Multiprocessing, shared memory vs. pickled copies

Philip Semanchuk philip at
Tue Apr 5 01:34:29 CEST 2011

On Apr 4, 2011, at 4:20 PM, John Ladasky wrote:

> I have been playing with multiprocessing for a while now, and I have
> some familiarity with Pool.  Apparently, arguments passed to a Pool
> subprocess must be able to be pickled.  

Hi John,
multiprocessing's use of pickle is not limited to Pool. For instance, objects put into a multiprocessing.Queue are also pickled, as are the args to a multiprocessing.Process. So if you're going to use multiprocessing, you're going to use pickle, and you need pickleable objects. 

> Pickling is still a pretty
> vague progress to me, but I can see that you have to write custom
> __reduce__ and __setstate__ methods for your objects.

Well, that's only if one's objects don't support pickle by default. A lot of classes do without any need for custom __reduce__ and __setstate__ methods. Since you're apparently not too familiar with pickle, I don't want you to get the false impression that it's a lot of trouble. I've used pickle a number of times and never had to write custom methods for it.

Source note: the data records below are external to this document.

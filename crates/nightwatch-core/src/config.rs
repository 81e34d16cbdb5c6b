use crate::cascade::{EscalationPolicy, ExecutorSpec};
use crate::error::{NightwatchError, Result};
use crate::paths;
use serde::{Deserialize, Serialize};
use std::collections::{BTreeMap, HashSet};
use std::path::{Path, PathBuf};
use std::time::Duration;

// ---------------------------------------------------------------------------
// ConfigWarning / WarnLevel
// ---------------------------------------------------------------------------

#[derive(Debug, Clone, Serialize, Deserialize)]
pub struct ConfigWarning {
    pub level: WarnLevel,
    pub message: String,
}

#[derive(Debug, Clone, PartialEq, Serialize, Deserialize)]
#[serde(rename_all = "snake_case")]
pub enum WarnLevel {
    Warning,
    Error,
}

impl ConfigWarning {
    fn warning(message: impl Into<String>) -> Self {
        Self {
            level: WarnLevel::Warning,
            message: message.into(),
        }
    }

    fn error(message: impl Into<String>) -> Self {
        Self {
            level: WarnLevel::Error,
            message: message.into(),
        }
    }
}

// ---------------------------------------------------------------------------
// ExecutorConfig
// ---------------------------------------------------------------------------

/// Which agent CLI an executor drives.
#[derive(Debug, Clone, Copy, PartialEq, Eq, Serialize, Deserialize)]
#[serde(rename_all = "snake_case")]
pub enum ExecutorKind {
    Claude,
    Codex,
    Opencode,
    Gemini,
    /// Explicit `command` + `args`.
    Custom,
}

impl std::fmt::Display for ExecutorKind {
    fn fmt(&self, f: &mut std::fmt::Formatter<'_>) -> std::fmt::Result {
        let s = match self {
            ExecutorKind::Claude => "claude",
            ExecutorKind::Codex => "codex",
            ExecutorKind::Opencode => "opencode",
            ExecutorKind::Gemini => "gemini",
            ExecutorKind::Custom => "custom",
        };
        f.write_str(s)
    }
}

#[derive(Debug, Clone, PartialEq, Serialize, Deserialize)]
pub struct ExecutorConfig {
    pub name: String,
    pub kind: ExecutorKind,
    pub default_model: String,
    /// Overrides the binary for built-in kinds; required for `custom`.
    #[serde(default, skip_serializing_if = "Option::is_none")]
    pub command: Option<String>,
    #[serde(default, skip_serializing_if = "Vec::is_empty")]
    pub args: Vec<String>,
    #[serde(default, skip_serializing_if = "Option::is_none")]
    pub timeout_secs: Option<u64>,
}

impl ExecutorConfig {
    pub fn new(name: impl Into<String>, kind: ExecutorKind, default_model: impl Into<String>) -> Self {
        Self {
            name: name.into(),
            kind,
            default_model: default_model.into(),
            command: None,
            args: Vec::new(),
            timeout_secs: None,
        }
    }

    pub fn timeout(&self) -> Option<Duration> {
        self.timeout_secs.map(Duration::from_secs)
    }
}

fn default_executors() -> Vec<ExecutorConfig> {
    vec![
        ExecutorConfig::new("claude", ExecutorKind::Claude, "sonnet"),
        ExecutorConfig::new("codex", ExecutorKind::Codex, "gpt-5-codex"),
    ]
}

fn default_escalation() -> EscalationPolicy {
    let mut path = BTreeMap::new();
    path.insert("sonnet".to_string(), "opus".to_string());
    EscalationPolicy {
        max_attempts: 3,
        path,
    }
}

// ---------------------------------------------------------------------------
// QueueConfig
// ---------------------------------------------------------------------------

#[derive(Debug, Clone, PartialEq, Serialize, Deserialize)]
pub struct QueueConfig {
    /// Lock markers older than this are abandoned.
    #[serde(default = "default_lock_timeout_ms")]
    pub lock_timeout_ms: u64,
    /// How long `add`/`process` wait on a live holder before `LockBusy`.
    #[serde(default = "default_lock_wait_ms")]
    pub lock_wait_ms: u64,
}

fn default_lock_timeout_ms() -> u64 {
    5_000
}

fn default_lock_wait_ms() -> u64 {
    10_000
}

impl Default for QueueConfig {
    fn default() -> Self {
        Self {
            lock_timeout_ms: default_lock_timeout_ms(),
            lock_wait_ms: default_lock_wait_ms(),
        }
    }
}

// ---------------------------------------------------------------------------
// LoopConfig
// ---------------------------------------------------------------------------

#[derive(Debug, Clone, PartialEq, Serialize, Deserialize)]
pub struct LoopConfig {
    #[serde(default = "default_max_iterations")]
    pub max_iterations: u32,
    /// Sleep until the earliest reset instead of stopping when every
    /// executor is limited.
    #[serde(default)]
    pub wait_on_rate_limit: bool,
    #[serde(default = "default_max_rate_limit_wait_secs")]
    pub max_rate_limit_wait_secs: u64,
}

fn default_max_iterations() -> u32 {
    50
}

fn default_max_rate_limit_wait_secs() -> u64 {
    3_600
}

impl Default for LoopConfig {
    fn default() -> Self {
        Self {
            max_iterations: default_max_iterations(),
            wait_on_rate_limit: false,
            max_rate_limit_wait_secs: default_max_rate_limit_wait_secs(),
        }
    }
}

// ---------------------------------------------------------------------------
// ProjectConfig
// ---------------------------------------------------------------------------

#[derive(Debug, Clone, PartialEq, Serialize, Deserialize)]
pub struct ProjectConfig {
    pub name: String,
    #[serde(default, skip_serializing_if = "Option::is_none")]
    pub description: Option<String>,
}

// ---------------------------------------------------------------------------
// Config (top-level)
// ---------------------------------------------------------------------------

#[derive(Debug, Clone, PartialEq, Serialize, Deserialize)]
pub struct Config {
    #[serde(default = "default_version")]
    pub version: u32,
    pub project: ProjectConfig,
    /// Relative paths resolve against the project root.
    #[serde(default = "default_backlog")]
    pub backlog: PathBuf,
    /// In priority order.
    #[serde(default = "default_executors")]
    pub executors: Vec<ExecutorConfig>,
    #[serde(default = "default_escalation")]
    pub escalation: EscalationPolicy,
    #[serde(default)]
    pub queue: QueueConfig,
    #[serde(default, rename = "loop")]
    pub run_loop: LoopConfig,
}

fn default_version() -> u32 {
    1
}

fn default_backlog() -> PathBuf {
    PathBuf::from(paths::DEFAULT_BACKLOG)
}

impl Config {
    pub fn new(project_name: impl Into<String>) -> Self {
        Self {
            version: 1,
            project: ProjectConfig {
                name: project_name.into(),
                description: None,
            },
            backlog: default_backlog(),
            executors: default_executors(),
            escalation: default_escalation(),
            queue: QueueConfig::default(),
            run_loop: LoopConfig::default(),
        }
    }

    pub fn load(root: &Path) -> Result<Self> {
        let path = paths::config_path(root);
        if !path.exists() {
            return Err(NightwatchError::NotInitialized);
        }
        let data = std::fs::read_to_string(&path)?;
        let cfg: Config = serde_yaml::from_str(&data)?;
        Ok(cfg)
    }

    pub fn save(&self, root: &Path) -> Result<()> {
        let path = paths::config_path(root);
        let data = serde_yaml::to_string(self)?;
        crate::io::atomic_write(&path, data.as_bytes())
    }

    pub fn backlog_path(&self, root: &Path) -> PathBuf {
        paths::backlog_path(root, &self.backlog)
    }

    pub fn executor(&self, name: &str) -> Option<&ExecutorConfig> {
        self.executors.iter().find(|e| e.name == name)
    }

    /// Executor names with their default models, in priority order.
    pub fn roster(&self) -> Vec<ExecutorSpec> {
        self.executors
            .iter()
            .map(|e| ExecutorSpec {
                name: e.name.clone(),
                default_model: e.default_model.clone(),
            })
            .collect()
    }

    pub fn lock_timeout(&self) -> Duration {
        Duration::from_millis(self.queue.lock_timeout_ms)
    }

    pub fn lock_wait(&self) -> Duration {
        Duration::from_millis(self.queue.lock_wait_ms)
    }

    pub fn max_rate_limit_wait(&self) -> Duration {
        Duration::from_secs(self.run_loop.max_rate_limit_wait_secs)
    }

    // -----------------------------------------------------------------------
    // Validation
    // -----------------------------------------------------------------------

    pub fn validate(&self) -> Vec<ConfigWarning> {
        let mut warnings = Vec::new();

        if self.executors.is_empty() {
            warnings.push(ConfigWarning::error("no executors configured"));
        }

        let mut seen = HashSet::new();
        for exec in &self.executors {
            if !seen.insert(exec.name.as_str()) {
                warnings.push(ConfigWarning::error(format!(
                    "duplicate executor name '{}'",
                    exec.name
                )));
            }
            if exec.name.contains(':') {
                warnings.push(ConfigWarning::error(format!(
                    "executor name '{}' must not contain ':'",
                    exec.name
                )));
            }
            if exec.kind == ExecutorKind::Custom
                && exec.command.as_deref().map_or(true, |c| c.trim().is_empty())
            {
                warnings.push(ConfigWarning::error(format!(
                    "executor '{}' has kind custom but no command",
                    exec.name
                )));
            }
            if exec.default_model.trim().is_empty() {
                warnings.push(ConfigWarning::warning(format!(
                    "executor '{}' has an empty default_model",
                    exec.name
                )));
            }
            if exec.timeout_secs == Some(0) {
                warnings.push(ConfigWarning::warning(format!(
                    "executor '{}' has timeout_secs=0; every run will time out",
                    exec.name
                )));
            }
        }

        if self.escalation.max_attempts == 0 {
            warnings.push(ConfigWarning::error(
                "escalation.max_attempts must be at least 1",
            ));
        } else if self.escalation.max_attempts > 10 {
            warnings.push(ConfigWarning::warning(format!(
                "escalation.max_attempts={} (>10 is unusual)",
                self.escalation.max_attempts
            )));
        }

        for (from, to) in &self.escalation.path {
            if from == to {
                warnings.push(ConfigWarning::warning(format!(
                    "escalation path maps '{from}' to itself"
                )));
            }
        }

        if self.run_loop.max_iterations == 0 {
            warnings.push(ConfigWarning::warning(
                "loop.max_iterations=0; 'run' will stop before doing any work",
            ));
        }

        if self.queue.lock_timeout_ms == 0 {
            warnings.push(ConfigWarning::warning(
                "queue.lock_timeout_ms=0; every lock is immediately stale",
            ));
        }

        warnings
    }
}

// ---------------------------------------------------------------------------
// Tests
// ---------------------------------------------------------------------------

> Now, I don't know that I actually HAVE to pass my neural network and
> input data as copies -- they're both READ-ONLY objects for the
> duration of an evaluate function (which can go on for quite a while).
> So, I have also started to investigate shared-memory approaches.  I
> don't know how a shared-memory object is referenced by a subprocess
> yet, but presumably you pass a reference to the object, rather than
> the whole object.   Also, it appears that subprocesses also acquire a
> temporary lock over a shared memory object, and thus one process may
> well spend time waiting for another (individual CPU caches may
> sidestep this problem?) Anyway, an implementation of a shared-memory
> ndarray is here:

There's no standard shared memory implementation for Python. The mmap module is as close as you get. I wrote & support the posix_ipc and sysv_ipc modules which give you IPC primitives (shared memory and semaphores) in Python. They work well (IMHO) but they're *nix-only and much lower level than multiprocessing. If multiprocessing is like a kitchen well stocked with appliances, posix_ipc (and sysc_ipc) is like a box of sharp knives.

Note that mmap and my IPC modules don't expose Python objects. They expose raw bytes in memory. YOu're still going to have to jump through some hoops ( pickle) to turn your Python objects into a bytestream and vice versa.

What might be easier than fooling around with boxes of sharp knives is to convert your ndarray objects to Python lists. Lists are pickle-friendly and easy to turn back into ndarray objects once they've crossed the pickle boundary. 

> When should one pickle and copy?  When to implement an object in
> shared memory?  Why is pickling apparently such a non-trivial process
> anyway?  And, given that multi-core CPU's are apparently here to stay,
> should it be so difficult to make use of them?

My answers to these questions:

1) Depends
2) In Python, almost never unless you're using a nice wrapper like
3) I don't think it's non-trivial =)
4) No, definitely not. Python will only get better at working with multiple cores/CPUs, but there's plenty of room for improvement on the status quo.